[Data entries]
____________

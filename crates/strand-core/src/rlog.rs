//! Leveled stderr logging for the runtime
//!
//! Thread-safe, optionally-flushing debug output. The runtime cannot log
//! through its own hooked I/O, so these macros write to a locked stderr
//! handle directly.
//!
//! # Environment Variables
//!
//! - `STRAND_LOG_LEVEL=<level>` - 0=off, 1=error, 2=warn, 3=info, 4=debug, 5=trace
//! - `STRAND_LOG_FLUSH=1` - flush stderr after each line
//!
//! # Usage
//!
//! ```ignore
//! use strand_core::{rt_error, rt_info};
//!
//! rt_info!("worker {} started", id);
//! rt_error!("epoll_ctl failed: errno {}", errno);
//! ```

use std::io::Write;
use std::sync::atomic::{AtomicBool, AtomicU8, Ordering};

/// Log levels
#[repr(u8)]
#[derive(Debug, Clone, Copy, PartialEq, Eq, PartialOrd, Ord)]
pub enum LogLevel {
    Off = 0,
    Error = 1,
    Warn = 2,
    Info = 3,
    Debug = 4,
    Trace = 5,
}

impl LogLevel {
    pub fn from_u8(v: u8) -> Self {
        match v {
            0 => LogLevel::Off,
            1 => LogLevel::Error,
            2 => LogLevel::Warn,
            3 => LogLevel::Info,
            4 => LogLevel::Debug,
            _ => LogLevel::Trace,
        }
    }

    pub fn prefix(&self) -> &'static str {
        match self {
            LogLevel::Off => "",
            LogLevel::Error => "[ERROR]",
            LogLevel::Warn => "[WARN] ",
            LogLevel::Info => "[INFO] ",
            LogLevel::Debug => "[DEBUG]",
            LogLevel::Trace => "[TRACE]",
        }
    }
}

static FLUSH_ENABLED: AtomicBool = AtomicBool::new(false);
static LOG_LEVEL: AtomicU8 = AtomicU8::new(LogLevel::Warn as u8);
static INITIALIZED: AtomicBool = AtomicBool::new(false);

/// Initialize logging from environment variables
///
/// Called automatically on first log; call explicitly for deterministic
/// initialization.
pub fn init() {
    if INITIALIZED.swap(true, Ordering::SeqCst) {
        return;
    }

    if let Ok(val) = std::env::var("STRAND_LOG_FLUSH") {
        let flush = matches!(val.as_str(), "1" | "true" | "yes" | "on");
        FLUSH_ENABLED.store(flush, Ordering::Relaxed);
    }

    if let Ok(val) = std::env::var("STRAND_LOG_LEVEL") {
        let level = match val.to_lowercase().as_str() {
            "off" | "0" => LogLevel::Off,
            "error" | "1" => LogLevel::Error,
            "warn" | "2" => LogLevel::Warn,
            "info" | "3" => LogLevel::Info,
            "debug" | "4" => LogLevel::Debug,
            "trace" | "5" => LogLevel::Trace,
            _ => LogLevel::Warn,
        };
        LOG_LEVEL.store(level as u8, Ordering::Relaxed);
    }
}

/// Get current log level
#[inline]
pub fn log_level() -> LogLevel {
    if !INITIALIZED.load(Ordering::Relaxed) {
        init();
    }
    LogLevel::from_u8(LOG_LEVEL.load(Ordering::Relaxed))
}

/// Set log level programmatically
pub fn set_log_level(level: LogLevel) {
    if !INITIALIZED.load(Ordering::Relaxed) {
        init();
    }
    LOG_LEVEL.store(level as u8, Ordering::Relaxed);
}

/// Check if a log level is enabled
#[inline]
pub fn level_enabled(level: LogLevel) -> bool {
    level as u8 <= log_level() as u8
}

/// Internal: leveled line write under the stderr lock
#[doc(hidden)]
pub fn _rlog_impl(level: LogLevel, args: std::fmt::Arguments<'_>) {
    if !level_enabled(level) {
        return;
    }
    let stderr = std::io::stderr();
    let mut handle = stderr.lock();
    let _ = write!(handle, "{} ", level.prefix());
    let _ = handle.write_fmt(args);
    let _ = handle.write_all(b"\n");
    if FLUSH_ENABLED.load(Ordering::Relaxed) {
        let _ = handle.flush();
    }
}

/// Error level log
#[macro_export]
macro_rules! rt_error {
    ($($arg:tt)*) => {{
        $crate::rlog::_rlog_impl($crate::rlog::LogLevel::Error, format_args!($($arg)*));
    }};
}

/// Warning level log
#[macro_export]
macro_rules! rt_warn {
    ($($arg:tt)*) => {{
        $crate::rlog::_rlog_impl($crate::rlog::LogLevel::Warn, format_args!($($arg)*));
    }};
}

/// Info level log
#[macro_export]
macro_rules! rt_info {
    ($($arg:tt)*) => {{
        $crate::rlog::_rlog_impl($crate::rlog::LogLevel::Info, format_args!($($arg)*));
    }};
}

/// Debug level log
#[macro_export]
macro_rules! rt_debug {
    ($($arg:tt)*) => {{
        $crate::rlog::_rlog_impl($crate::rlog::LogLevel::Debug, format_args!($($arg)*));
    }};
}

/// Trace level log (most verbose)
#[macro_export]
macro_rules! rt_trace {
    ($($arg:tt)*) => {{
        $crate::rlog::_rlog_impl($crate::rlog::LogLevel::Trace, format_args!($($arg)*));
    }};
}

#[cfg(test)]
mod tests {
    use super::*;

    #[test]
    fn test_level_ordering() {
        assert!(LogLevel::Error < LogLevel::Warn);
        assert!(LogLevel::Warn < LogLevel::Info);
        assert!(LogLevel::Info < LogLevel::Debug);
        assert!(LogLevel::Debug < LogLevel::Trace);
    }

    #[test]
    fn test_macros_compile() {
        set_log_level(LogLevel::Off);

        rt_error!("error {}", "msg");
        rt_warn!("warn");
        rt_info!("info {}", 42);
        rt_debug!("debug");
        rt_trace!("trace");
    }
}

____________

* **EXERCISE DETAILS**
Please state how many lines in the entries above include the string "runtime", and write only that number.

* **SOLUTION FOR THIS EXERCISE**
2